▼

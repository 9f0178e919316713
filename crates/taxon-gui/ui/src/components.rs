mod add_category_modal;
mod category_row;
mod category_table;
mod notice_toast;
mod sidebar;

use taxon_model::CategoryKind;

pub use add_category_modal::AddCategoryModal;
pub use category_row::CategoryRow;
pub use category_table::CategoryTable;
pub use notice_toast::NoticeToast;
pub use sidebar::Sidebar;

/// Row address carried by every table action.
pub type RowRef = (CategoryKind, String);
mod app;
mod components;

fn main() {
  console_error_panic_hook::set_once();
  wasm_tracing::set_as_global_default();

  tracing::info!(
    "starting taxon dashboard"
  );

  let mount = web_sys::window()
    .and_then(|window| {
      window.document()
    })
    .and_then(|document| {
      document.get_element_by_id("app")
    })
    .expect(
      "missing #app mount element"
    );

  yew::Renderer::<app::App>::with_root(
    mount
  )
  .render();
}
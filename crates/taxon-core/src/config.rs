use std::collections::BTreeMap;
use std::fs;
use std::path::{
  Path,
  PathBuf
};

use anyhow::{
  Context,
  anyhow
};
use taxon_model::{
  CategoryConfig,
  CategoryKind
};
use tracing::{
  debug,
  info,
  trace,
  warn
};

#[derive(Debug, Clone)]
pub struct Config {
  map:              BTreeMap<String, String>,
  pub loaded_files: Vec<PathBuf>
}

impl Config {
  /// Built-in defaults only, no rc file.
  pub fn defaults() -> Self {
    let mut cfg = Config {
      map:          BTreeMap::new(),
      loaded_files: vec![]
    };

    let category_defaults =
      CategoryConfig::default();
    let pairs = [
      ("data.location", "~/.taxon".to_string()),
      ("default.command", "list".to_string()),
      ("color", "on".to_string()),
      ("confirmation", "on".to_string()),
      (
        "storage.status_key",
        category_defaults.storage.status_key
      ),
      (
        "storage.priority_key",
        category_defaults.storage.priority_key
      ),
      (
        "defaults.status",
        category_defaults.defaults.status.join(",")
      ),
      (
        "defaults.priority",
        category_defaults
          .defaults
          .priority
          .join(",")
      ),
    ];
    for (key, value) in pairs {
      cfg.map.insert(key.to_string(), value);
    }

    cfg
  }

  #[tracing::instrument(skip(
    taxonrc_override
  ))]
  pub fn load(
    taxonrc_override: Option<&Path>
  ) -> anyhow::Result<Self> {
    let mut cfg = Self::defaults();

    let taxonrc = resolve_taxonrc_path(
      taxonrc_override
    )?;
    if let Some(path) = taxonrc {
      info!(taxonrc = %path.display(), "loading taxonrc");
      cfg.load_file(&path)?;
    } else {
      warn!(
        "no taxonrc found; using \
         defaults"
      );
    }

    Ok(cfg)
  }

  #[tracing::instrument(skip(
    self, overrides
  ))]
  pub fn apply_overrides<I>(
    &mut self,
    overrides: I
  ) where
    I: IntoIterator<
      Item = (String, String)
    >
  {
    for (k, v) in overrides {
      let key = k
        .strip_prefix("rc.")
        .unwrap_or(&k)
        .to_string();
      debug!(key = %key, value = %v, "applying override");
      self.map.insert(key, v);
    }
  }

  pub fn get(
    &self,
    key: &str
  ) -> Option<String> {
    self.map.get(key).cloned()
  }

  pub fn get_bool(
    &self,
    key: &str
  ) -> Option<bool> {
    self
      .map
      .get(key)
      .map(|v| parse_bool(v))
  }

  pub fn iter(
    &self
  ) -> impl Iterator<Item = (&String, &String)>
  {
    self.map.iter()
  }

  /// Storage keys and seeded names for the category
  /// manager. Seed lists are comma separated.
  pub fn category_config(
    &self
  ) -> anyhow::Result<CategoryConfig> {
    let mut out = CategoryConfig::default();

    if let Some(key) =
      self.get("storage.status_key")
    {
      out.storage.status_key = key;
    }
    if let Some(key) =
      self.get("storage.priority_key")
    {
      out.storage.priority_key = key;
    }

    for kind in CategoryKind::all() {
      let Some(raw) = self.get(&format!(
        "defaults.{}",
        kind.as_key()
      )) else {
        continue;
      };
      let names = split_list(&raw);
      match kind {
        | CategoryKind::Status => {
          out.defaults.status = names;
        }
        | CategoryKind::Priority => {
          out.defaults.priority = names;
        }
      }
    }

    if !out.storage.distinct() {
      return Err(anyhow!(
        "storage.status_key and \
         storage.priority_key must \
         differ (both are {:?})",
        out.storage.status_key
      ));
    }

    Ok(out)
  }

  #[tracing::instrument(skip(self))]
  fn load_file(
    &mut self,
    path: &Path
  ) -> anyhow::Result<()> {
    let path = expand_tilde(path);
    let text =
      fs::read_to_string(&path)
        .with_context(|| {
          format!(
            "failed to read {}",
            path.display()
          )
        })?;

    self
      .loaded_files
      .push(path.clone());

    let base_dir = path
      .parent()
      .map(|p| p.to_path_buf())
      .unwrap_or_else(|| {
        PathBuf::from(".")
      });

    for (line_num, raw_line) in
      text.lines().enumerate()
    {
      let mut line = raw_line.trim();
      if line.is_empty()
        || line.starts_with('#')
      {
        continue;
      }

      if let Some((before, _)) =
        line.split_once('#')
      {
        line = before.trim();
      }

      if line.is_empty() {
        continue;
      }

      if let Some(include_rest) =
        line.strip_prefix("include ")
      {
        let include_path =
          resolve_include_path(
            &base_dir,
            include_rest.trim()
          )?;
        if self
          .loaded_files
          .contains(&include_path)
        {
          warn!(include = %include_path.display(), "include cycle; skipping");
          continue;
        }
        debug!(
            file = %path.display(),
            include = %include_path.display(),
            line = line_num + 1,
            "processing include"
        );

        if include_path.exists() {
          self
            .load_file(&include_path)?;
        } else {
          warn!(include = %include_path.display(), "include file does not exist; skipping");
        }
        continue;
      }

      let (k, v) = line
        .split_once('=')
        .ok_or_else(|| {
          anyhow!(
            "invalid config line \
             {}:{}: {}",
            path.display(),
            line_num + 1,
            raw_line
          )
        })?;

      let key = k.trim().to_string();
      let value = v.trim().to_string();
      trace!(key = %key, value = %value, "loaded config key");
      self.map.insert(key, value);
    }

    Ok(())
  }
}

#[tracing::instrument(skip(
  cfg,
  override_dir
))]
pub fn resolve_data_dir(
  cfg: &Config,
  override_dir: Option<&Path>
) -> anyhow::Result<PathBuf> {
  let dir = if let Some(path) =
    override_dir
  {
    path.to_path_buf()
  } else if let Some(cfg_value) =
    cfg.get("data.location")
  {
    expand_tilde(Path::new(&cfg_value))
  } else {
    default_data_dir()?
  };

  if !dir.exists() {
    info!(dir = %dir.display(), "creating data directory");
    fs::create_dir_all(&dir)
      .with_context(|| {
        format!(
          "failed to create {}",
          dir.display()
        )
      })?;
  }

  Ok(dir)
}

#[tracing::instrument(skip(
  override_path
))]
fn resolve_taxonrc_path(
  override_path: Option<&Path>
) -> anyhow::Result<Option<PathBuf>> {
  if let Some(path) = override_path {
    return Ok(Some(path.to_path_buf()));
  }

  if let Ok(taxonrc_env) =
    std::env::var("TAXONRC")
  {
    if taxonrc_env == "/dev/null" {
      return Ok(None);
    }
    return Ok(Some(PathBuf::from(
      taxonrc_env
    )));
  }

  let home = dirs::home_dir()
    .ok_or_else(|| {
      anyhow!(
        "cannot determine home \
         directory"
      )
    })?;
  let candidate = home.join(".taxonrc");
  if candidate.exists() {
    return Ok(Some(candidate));
  }

  Ok(None)
}

fn default_data_dir()
-> anyhow::Result<PathBuf> {
  let home = dirs::home_dir()
    .ok_or_else(|| {
      anyhow!(
        "cannot determine home \
         directory"
      )
    })?;
  Ok(home.join(".taxon"))
}

fn resolve_include_path(
  base_dir: &Path,
  include: &str
) -> anyhow::Result<PathBuf> {
  if include.trim().is_empty() {
    return Err(anyhow!(
      "include path cannot be empty"
    ));
  }

  let raw = PathBuf::from(include);
  let expanded = expand_tilde(&raw);
  if expanded.is_absolute() {
    Ok(expanded)
  } else {
    Ok(base_dir.join(expanded))
  }
}

fn expand_tilde(
  path: &Path
) -> PathBuf {
  let text = path.to_string_lossy();
  if let Some(rest) =
    text.strip_prefix("~/")
    && let Some(home) = dirs::home_dir()
  {
    return home.join(rest);
  }
  path.to_path_buf()
}

fn split_list(raw: &str) -> Vec<String> {
  raw
    .split(',')
    .map(str::trim)
    .filter(|name| !name.is_empty())
    .map(ToString::to_string)
    .collect()
}

fn parse_bool(s: &str) -> bool {
  matches!(
    s.trim()
      .to_ascii_lowercase()
      .as_str(),
    "1" | "y" | "yes" | "on" | "true"
  )
}

#[cfg(test)]
mod tests {
  use super::*;
  use tempfile::tempdir;

  #[test]
  fn rc_file_and_includes_override_defaults()
  {
    let temp = tempdir().expect("tempdir");
    let extra = temp.path().join("extra.rc");
    fs::write(
      &extra,
      "defaults.priority = High, ,Low\n"
    )
    .expect("write include");
    let main = temp.path().join("taxonrc");
    fs::write(
      &main,
      "# comment\n\
       color=off # trailing\n\
       storage.status_key = my.status\n\
       include extra.rc\n"
    )
    .expect("write rc");

    let cfg = Config::load(Some(main.as_path()))
      .expect("load config");
    assert_eq!(
      cfg.get_bool("color"),
      Some(false)
    );
    assert_eq!(cfg.loaded_files.len(), 2);

    let categories = cfg
      .category_config()
      .expect("category config");
    assert_eq!(
      categories.storage.status_key,
      "my.status"
    );
    assert_eq!(
      categories.defaults.priority,
      ["High", "Low"]
    );
    assert_eq!(
      categories.defaults.status.len(),
      3
    );
  }

  #[test]
  fn shared_storage_key_is_rejected() {
    let mut cfg = Config::defaults();
    cfg.apply_overrides([(
      "rc.storage.priority_key".to_string(),
      "todoStatusCategories".to_string()
    )]);
    let err = cfg
      .category_config()
      .expect_err("keys collide");
    assert!(
      err
        .to_string()
        .contains("must differ")
    );
  }

  #[test]
  fn overrides_strip_rc_prefix() {
    let mut cfg = Config::defaults();
    cfg.apply_overrides([(
      "rc.confirmation".to_string(),
      "off".to_string()
    )]);
    assert_eq!(
      cfg.get_bool("confirmation"),
      Some(false)
    );
    assert_eq!(
      cfg.get("default.command").as_deref(),
      Some("list")
    );
  }

  #[test]
  fn malformed_line_is_an_error() {
    let temp = tempdir().expect("tempdir");
    let rc = temp.path().join("taxonrc");
    fs::write(&rc, "not a pair\n")
      .expect("write rc");
    assert!(Config::load(Some(rc.as_path())).is_err());
  }
}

▲

* WORK INSTRUCTION
Where the line containing "assert_eq!(cfg.loaded_files.len(), 2);" appears, start copying, and go on exactly through the last line of the data.

* SOLUTION TO THIS TASK
    assert_eq!(cfg.loaded_files.len(), 2);

    let categories = cfg
      .category_config()
      .expect("category config");
    assert_eq!(
      categories.storage.status_key,
      "my.status"
    );
    assert_eq!(
      categories.defaults.priority,
      ["High", "Low"]
    );
    assert_eq!(
      categories.defaults.status.len(),
      3
    );
  }

  #[test]
  fn shared_storage_key_is_rejected() {
    let mut cfg = Config::defaults();
    cfg.apply_overrides([(
      "rc.storage.priority_key".to_string(),
      "todoStatusCategories".to_string()
    )]);
    let err = cfg
      .category_config()
      .expect_err("keys collide");
    assert!(
      err
        .to_string()
        .contains("must differ")
    );
  }

  #[test]
  fn overrides_strip_rc_prefix() {
    let mut cfg = Config::defaults();
    cfg.apply_overrides([(
      "rc.confirmation".to_string(),
      "off".to_string()
    )]);
    assert_eq!(
      cfg.get_bool("confirmation"),
      Some(false)
    );
    assert_eq!(
      cfg.get("default.command").as_deref(),
      Some("list")
    );
  }

  #[test]
  fn malformed_line_is_an_error() {
    let temp = tempdir().expect("tempdir");
    let rc = temp.path().join("taxonrc");
    fs::write(&rc, "not a pair\n")
      .expect("write rc");
    assert!(Config::load(Some(rc.as_path())).is_err());
  }
}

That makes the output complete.